What the task asks:
Every entry below must be copied exactly, with nothing left out.

——————

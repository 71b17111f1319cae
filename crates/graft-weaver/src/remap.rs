//! Symbol remapping
//!
//! Rewrites internal type names wherever an instruction stream can mention
//! them: member owners, type operands, object types inside descriptors,
//! frame entries and catch types. Names not in the table pass through.
//! String literals are data and are never touched.

use graft_bytecode::{Frame, Insn, Label, MemberRef, MethodVisitor, TryCatchBlock, VType};
use rustc_hash::FxHashMap;

/// Substitution table from old internal names to new ones
#[derive(Debug, Clone, Default, PartialEq, Eq)]
pub struct SymbolRemapper {
    table: FxHashMap<String, String>,
}

impl SymbolRemapper {
    /// Create an empty (identity) remapper
    pub fn new() -> Self {
        Self::default()
    }

    /// Remapper with exactly one entry
    pub fn single(from: impl Into<String>, to: impl Into<String>) -> Self {
        let mut remapper = Self::new();
        remapper.insert(from, to);
        remapper
    }

    /// Add or replace a mapping
    pub fn insert(&mut self, from: impl Into<String>, to: impl Into<String>) {
        self.table.insert(from.into(), to.into());
    }

    /// Map an internal type name
    pub fn map_type(&self, name: &str) -> String {
        self.table
            .get(name)
            .cloned()
            .unwrap_or_else(|| name.to_string())
    }

    /// Map every object type inside a field or method descriptor
    pub fn map_descriptor(&self, descriptor: &str) -> String {
        let mut out = String::with_capacity(descriptor.len());
        let mut rest = descriptor;
        while let Some(start) = rest.find('L') {
            out.push_str(&rest[..start]);
            let after = &rest[start + 1..];
            match after.find(';') {
                Some(end) => {
                    out.push('L');
                    out.push_str(&self.map_type(&after[..end]));
                    out.push(';');
                    rest = &after[end + 1..];
                }
                // Malformed; leave the remainder alone
                None => {
                    out.push_str(&rest[start..]);
                    rest = "";
                }
            }
        }
        out.push_str(rest);
        out
    }

    /// Map a field or method reference (the member name is kept)
    pub fn map_member(&self, member: &MemberRef) -> MemberRef {
        MemberRef {
            owner: self.map_type(&member.owner),
            name: member.name.clone(),
            descriptor: self.map_descriptor(&member.descriptor),
        }
    }

    /// Map a verification type
    pub fn map_vtype(&self, ty: &VType) -> VType {
        match ty {
            VType::Object(name) => VType::Object(self.map_type(name)),
            other => other.clone(),
        }
    }

    /// Map every type in a frame
    pub fn map_frame(&self, frame: &Frame) -> Frame {
        match frame {
            Frame::Same => Frame::Same,
            Frame::Same1(ty) => Frame::Same1(self.map_vtype(ty)),
            Frame::Full { locals, stack } => Frame::Full {
                locals: locals.iter().map(|ty| self.map_vtype(ty)).collect(),
                stack: stack.iter().map(|ty| self.map_vtype(ty)).collect(),
            },
        }
    }

    /// Map an instruction
    pub fn map_insn(&self, insn: Insn) -> Insn {
        match insn {
            Insn::Getfield(m) => Insn::Getfield(self.map_member(&m)),
            Insn::Putfield(m) => Insn::Putfield(self.map_member(&m)),
            Insn::Getstatic(m) => Insn::Getstatic(self.map_member(&m)),
            Insn::Putstatic(m) => Insn::Putstatic(self.map_member(&m)),
            Insn::Invokevirtual(m) => Insn::Invokevirtual(self.map_member(&m)),
            Insn::Invokespecial(m) => Insn::Invokespecial(self.map_member(&m)),
            Insn::Invokestatic(m) => Insn::Invokestatic(self.map_member(&m)),
            Insn::New(ty) => Insn::New(self.map_type(&ty)),
            Insn::Checkcast(ty) => Insn::Checkcast(self.map_type(&ty)),
            Insn::Instanceof(ty) => Insn::Instanceof(self.map_type(&ty)),
            Insn::Frame(frame) => Insn::Frame(self.map_frame(&frame)),
            other => other,
        }
    }

    /// Map the catch type of a handler
    pub fn map_try_catch(&self, block: TryCatchBlock) -> TryCatchBlock {
        TryCatchBlock {
            catch_type: block.catch_type.map(|ty| self.map_type(&ty)),
            ..block
        }
    }
}

/// Method visitor that remaps everything passing through it
pub struct RemappingMethodVisitor<'r, M> {
    next: M,
    remapper: &'r SymbolRemapper,
}

impl<'r, M: MethodVisitor> RemappingMethodVisitor<'r, M> {
    /// Wrap `next`
    pub fn new(next: M, remapper: &'r SymbolRemapper) -> Self {
        Self { next, remapper }
    }
}

impl<M: MethodVisitor> MethodVisitor for RemappingMethodVisitor<'_, M> {
    fn new_label(&mut self) -> Label {
        self.next.new_label()
    }

    fn visit_code(&mut self) {
        self.next.visit_code();
    }

    fn visit_try_catch(&mut self, block: TryCatchBlock) {
        self.next.visit_try_catch(self.remapper.map_try_catch(block));
    }

    fn visit_insn(&mut self, insn: Insn) {
        self.next.visit_insn(self.remapper.map_insn(insn));
    }

    fn visit_end(&mut self) {
        self.next.visit_end();
    }
}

——————

Exercise solution:
repository 71b17111f1319cae
filename crates/graft-weaver/src/remap.rs
//! Symbol remapping
//!
//! Rewrites internal type names wherever an instruction stream can mention
//! them: member owners, type operands, object types inside descriptors,
//! frame entries and catch types. Names not in the table pass through.
//! String literals are data and are never touched.

use graft_bytecode::{Frame, Insn, Label, MemberRef, MethodVisitor, TryCatchBlock, VType};
use rustc_hash::FxHashMap;

/// Substitution table from old internal names to new ones
#[derive(Debug, Clone, Default, PartialEq, Eq)]
pub struct SymbolRemapper {
    table: FxHashMap<String, String>,
}

impl SymbolRemapper {
    /// Create an empty (identity) remapper
    pub fn new() -> Self {
        Self::default()
    }

    /// Remapper with exactly one entry
    pub fn single(from: impl Into<String>, to: impl Into<String>) -> Self {
        let mut remapper = Self::new();
        remapper.insert(from, to);
        remapper
    }

    /// Add or replace a mapping
    pub fn insert(&mut self, from: impl Into<String>, to: impl Into<String>) {
        self.table.insert(from.into(), to.into());
    }

    /// Map an internal type name
    pub fn map_type(&self, name: &str) -> String {
        self.table
            .get(name)
            .cloned()
            .unwrap_or_else(|| name.to_string())
    }

    /// Map every object type inside a field or method descriptor
    pub fn map_descriptor(&self, descriptor: &str) -> String {
        let mut out = String::with_capacity(descriptor.len());
        let mut rest = descriptor;
        while let Some(start) = rest.find('L') {
            out.push_str(&rest[..start]);
            let after = &rest[start + 1..];
            match after.find(';') {
                Some(end) => {
                    out.push('L');
                    out.push_str(&self.map_type(&after[..end]));
                    out.push(';');
                    rest = &after[end + 1..];
                }
                // Malformed; leave the remainder alone
                None => {
                    out.push_str(&rest[start..]);
                    rest = "";
                }
            }
        }
        out.push_str(rest);
        out
    }

    /// Map a field or method reference (the member name is kept)
    pub fn map_member(&self, member: &MemberRef) -> MemberRef {
        MemberRef {
            owner: self.map_type(&member.owner),
            name: member.name.clone(),
            descriptor: self.map_descriptor(&member.descriptor),
        }
    }

    /// Map a verification type
    pub fn map_vtype(&self, ty: &VType) -> VType {
        match ty {
            VType::Object(name) => VType::Object(self.map_type(name)),
            other => other.clone(),
        }
    }

    /// Map every type in a frame
    pub fn map_frame(&self, frame: &Frame) -> Frame {
        match frame {
            Frame::Same => Frame::Same,
            Frame::Same1(ty) => Frame::Same1(self.map_vtype(ty)),
            Frame::Full { locals, stack } => Frame::Full {
                locals: locals.iter().map(|ty| self.map_vtype(ty)).collect(),
                stack: stack.iter().map(|ty| self.map_vtype(ty)).collect(),
            },
        }
    }

    /// Map an instruction
    pub fn map_insn(&self, insn: Insn) -> Insn {
        match insn {
            Insn::Getfield(m) => Insn::Getfield(self.map_member(&m)),
            Insn::Putfield(m) => Insn::Putfield(self.map_member(&m)),
            Insn::Getstatic(m) => Insn::Getstatic(self.map_member(&m)),
            Insn::Putstatic(m) => Insn::Putstatic(self.map_member(&m)),
            Insn::Invokevirtual(m) => Insn::Invokevirtual(self.map_member(&m)),
            Insn::Invokespecial(m) => Insn::Invokespecial(self.map_member(&m)),
            Insn::Invokestatic(m) => Insn::Invokestatic(self.map_member(&m)),
            Insn::New(ty) => Insn::New(self.map_type(&ty)),
            Insn::Checkcast(ty) => Insn::Checkcast(self.map_type(&ty)),
            Insn::Instanceof(ty) => Insn::Instanceof(self.map_type(&ty)),
            Insn::Frame(frame) => Insn::Frame(self.map_frame(&frame)),
            other => other,
        }
    }

    /// Map the catch type of a handler
    pub fn map_try_catch(&self, block: TryCatchBlock) -> TryCatchBlock {
        TryCatchBlock {
            catch_type: block.catch_type.map(|ty| self.map_type(&ty)),
            ..block
        }
    }
}

/// Method visitor that remaps everything passing through it
pub struct RemappingMethodVisitor<'r, M> {
    next: M,
    remapper: &'r SymbolRemapper,
}

impl<'r, M: MethodVisitor> RemappingMethodVisitor<'r, M> {
    /// Wrap `next`
    pub fn new(next: M, remapper: &'r SymbolRemapper) -> Self {
        Self { next, remapper }
    }
}

impl<M: MethodVisitor> MethodVisitor for RemappingMethodVisitor<'_, M> {
    fn new_label(&mut self) -> Label {
        self.next.new_label()
    }

    fn visit_code(&mut self) {
        self.next.visit_code();
    }

    fn visit_try_catch(&mut self, block: TryCatchBlock) {
        self.next.visit_try_catch(self.remapper.map_try_catch(block));
    }

    fn visit_insn(&mut self, insn: Insn) {
        self.next.visit_insn(self.remapper.map_insn(insn));
    }

    fn visit_end(&mut self) {
        self.next.visit_end();
    }
}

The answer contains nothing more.